O Jungle apareceu no – já longínquo – ano de 2013 com o clipe de “Platoon”, no qual uma menina de seis anos dançando break fisgou a atenção de muita gente. Foi este vídeo viral, que colocou o coletivo misterioso, na verdade duo, formado pelos londrinos Josh Lloyd-Watson e Tom McFarland, na cena musical mundial. O álbum de estreia Jungle, lançado um mês após o clipe, só confirmou que eles eram muito mais do que o hype. Clipes, estética, roupas, a mistura de pessoas no palco, tudo dava mais insumo para que eles construíssem uma carreira sólida baseada em um som timeless que mistura neo-soul, funk, eletrônica, hip hop e vai além. Deu certo. “A gente cresceu ouvindo muita coisa, muito Red Hot Chilli Peppers, meio engraçado lembrar disso, Rage Against The Machine. Na escola descobrimos Marvin Gaye, o Pet Sounds (The Beach Boys), aí depois muito hip-hop underground e instrumental, J Dilla, Knxwledge, as coisas que saem pela Stones Throw”, conta Josh Lloyd-Watson em entrevista ao FFW.

Deixando para trás o segundo trabalho, For Ever (2018), chegamos ao lançamento do dia, o ótimo Loving In Stereo (2021). Para o novo trabalho, eles voltam mais ao tempo em que tudo começou, a brincadeira entre dois amigos adolescentes que amavam Strokes. “O álbum três eu acho que é para se sentir livre. É tipo um lugar natural de se estar, não teve medo envolvido. No primeiro álbum é aquilo ‘o que estamos fazendo?’. Tipo um sentimento de ingenuidade, é o que você sempre quis na vida, sabe? Com o segundo álbum foi ‘bom, a gente tem que manter isso’, e no terceiro álbum foi ‘na real a gente não tem que fazer nada, a gente só tem que ser a gente mesmo’.” 

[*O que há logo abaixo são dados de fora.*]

//! Buyer scoring of submitted bids.

use chrono::{DateTime, Utc};
use rust_decimal::{Decimal, RoundingStrategy};

use super::types::{Bid, BidEvaluation, BidStatus, EvaluationInput};
use crate::error::{FieldError, WorkflowError};
use crate::machine::{Actor, ActorRole, non_blank};
use crate::rfq::Rfq;

const MIN_SCORE: Decimal = Decimal::ONE;
const MAX_SCORE: Decimal = Decimal::TEN;

/// Unweighted mean of the three scores, rounded half-up to 2 dp.
#[must_use]
pub fn mean_score(technical: Decimal, commercial: Decimal, delivery: Decimal) -> Decimal {
    ((technical + commercial + delivery) / Decimal::from(3))
        .round_dp_with_strategy(2, RoundingStrategy::MidpointAwayFromZero)
}

fn check_range(field: &str, score: Decimal, errors: &mut Vec<FieldError>) {
    if score < MIN_SCORE || score > MAX_SCORE {
        errors.push(FieldError::new(field, "must be between 1 and 10"));
    }
}

/// Records a buyer's evaluation on a submitted bid.
///
/// # Errors
///
/// - `Unauthorized` unless the actor is a buyer of the RFQ owner or admin.
/// - `PreconditionFailed` unless the bid is `submitted`.
/// - `Validation` when a score is outside 1..=10.
pub fn evaluate(
    bid: &Bid,
    rfq: &Rfq,
    input: &EvaluationInput,
    actor: &Actor,
    now: DateTime<Utc>,
) -> Result<Bid, WorkflowError> {
    if !actor.acts_as(ActorRole::Buyer, rfq.company_id) {
        return Err(WorkflowError::unauthorized(format!(
            "only buyers of the owning company may evaluate bid {}",
            bid.bid_number
        )));
    }
    if bid.status != BidStatus::Submitted {
        return Err(WorkflowError::precondition(format!(
            "bid {} is {} and can only be evaluated while submitted",
            bid.bid_number, bid.status
        )));
    }

    let mut errors = Vec::new();
    check_range("technical_score", input.technical_score, &mut errors);
    check_range("commercial_score", input.commercial_score, &mut errors);
    check_range("delivery_score", input.delivery_score, &mut errors);
    if let Some(total) = input.total_score {
        check_range("total_score", total, &mut errors);
    }
    if !errors.is_empty() {
        return Err(WorkflowError::Validation(errors));
    }

    let total_score = input.total_score.unwrap_or_else(|| {
        mean_score(
            input.technical_score,
            input.commercial_score,
            input.delivery_score,
        )
    });

    let mut updated = bid.clone();
    updated.evaluation = Some(BidEvaluation {
        technical_score: input.technical_score,
        commercial_score: input.commercial_score,
        delivery_score: input.delivery_score,
        total_score,
        notes: non_blank(input.notes.as_deref()),
        evaluated_by: actor.user_id,
        evaluated_at: now,
    });
    updated.updated_at = now;
    Ok(updated)
}

#[cfg(test)]
mod tests {
    use super::*;
    use crate::fixtures::{bid_on, buyer_of, rfq_in, supplier_of};
    use crate::rfq::RfqStatus;
    use rstest::rstest;
    use rust_decimal_macros::dec;
    use uuid::Uuid;

    fn scores(t: Decimal, c: Decimal, d: Decimal, total: Option<Decimal>) -> EvaluationInput {
        EvaluationInput {
            technical_score: t,
            commercial_score: c,
            delivery_score: d,
            total_score: total,
            notes: None,
        }
    }

    #[rstest]
    #[case(dec!(8), dec!(7), dec!(9), dec!(8.00))]
    #[case(dec!(10), dec!(9), dec!(9), dec!(9.33))]
    #[case(dec!(7), dec!(7), dec!(8), dec!(7.33))]
    #[case(dec!(8), dec!(8), dec!(9), dec!(8.33))]
    #[case(dec!(1), dec!(1), dec!(2), dec!(1.33))]
    #[case(dec!(5), dec!(6), dec!(6), dec!(5.67))]
    fn test_mean_score(
        #[case] t: Decimal,
        #[case] c: Decimal,
        #[case] d: Decimal,
        #[case] expected: Decimal,
    ) {
        assert_eq!(mean_score(t, c, d), expected);
    }

    #[test]
    fn test_evaluate_defaults_total_to_mean() {
        let rfq = rfq_in(RfqStatus::BiddingClosed);
        let bid = bid_on(&rfq, Uuid::new_v4(), BidStatus::Submitted);
        let evaluated = evaluate(
            &bid,
            &rfq,
            &scores(dec!(8), dec!(7), dec!(9), None),
            &buyer_of(rfq.company_id),
            Utc::now(),
        )
        .unwrap();
        assert_eq!(evaluated.evaluation.unwrap().total_score, dec!(8.00));
    }

    #[test]
    fn test_evaluate_keeps_explicit_total() {
        let rfq = rfq_in(RfqStatus::BiddingClosed);
        let bid = bid_on(&rfq, Uuid::new_v4(), BidStatus::Submitted);
        let evaluated = evaluate(
            &bid,
            &rfq,
            &scores(dec!(8), dec!(7), dec!(9), Some(dec!(9.5))),
            &buyer_of(rfq.company_id),
            Utc::now(),
        )
        .unwrap();
        assert_eq!(evaluated.evaluation.unwrap().total_score, dec!(9.5));
    }

    #[test]
    fn test_evaluate_rejects_out_of_range() {
        let rfq = rfq_in(RfqStatus::BiddingClosed);
        let bid = bid_on(&rfq, Uuid::new_v4(), BidStatus::Submitted);
        let err = evaluate(
            &bid,
            &rfq,
            &scores(dec!(0), dec!(7), dec!(11), None),
            &buyer_of(rfq.company_id),
            Utc::now(),
        )
        .unwrap_err();
        let fields: Vec<_> = err.field_errors().iter().map(|e| e.field.clone()).collect();
        assert_eq!(fields, vec!["technical_score", "delivery_score"]);
    }

    #[test]
    fn test_evaluate_only_while_submitted() {
        let rfq = rfq_in(RfqStatus::BiddingClosed);
        let bid = bid_on(&rfq, Uuid::new_v4(), BidStatus::UnderReview);
        assert!(matches!(
            evaluate(
                &bid,
                &rfq,
                &scores(dec!(5), dec!(5), dec!(5), None),
                &buyer_of(rfq.company_id),
                Utc::now(),
            ),
            Err(WorkflowError::PreconditionFailed(_))
        ));
    }

    #[test]
    fn test_supplier_cannot_evaluate() {
        let rfq = rfq_in(RfqStatus::BiddingClosed);
        let company = Uuid::new_v4();
        let bid = bid_on(&rfq, company, BidStatus::Submitted);
        assert!(matches!(
            evaluate(
                &bid,
                &rfq,
                &scores(dec!(5), dec!(5), dec!(5), None),
                &supplier_of(company),
                Utc::now(),
            ),
            Err(WorkflowError::Unauthorized(_))
        ));
    }
}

O som da capital inglesa neste verão 2021 (pós-vacina)? Há de ser Loving In Stereo. São quatorze faixas que trazem a energia da cidade em um verão ensolarado, ainda que com algumas nuvens no céu. É um tipo de sensação comedida, uma alegria que não atinge a explosão total, e nem precisa. “Acho que a maior parte do álbum veio antes da pandemia, então ela nos deu essa desculpa para descansarmos e não terminar correndo, ir ‘cozinhando’ o que tínhamos por um bom tempo. Queríamos criar músicas que fossem divertidas para se tocar ao vivo, na real era fazer músicas que a gente realmente curte. No For Ever teve uma coisa meio emotiva e pro Loving In Stereo não queríamos isso, é só uma parada de se sentir bem, uma energia positiva.”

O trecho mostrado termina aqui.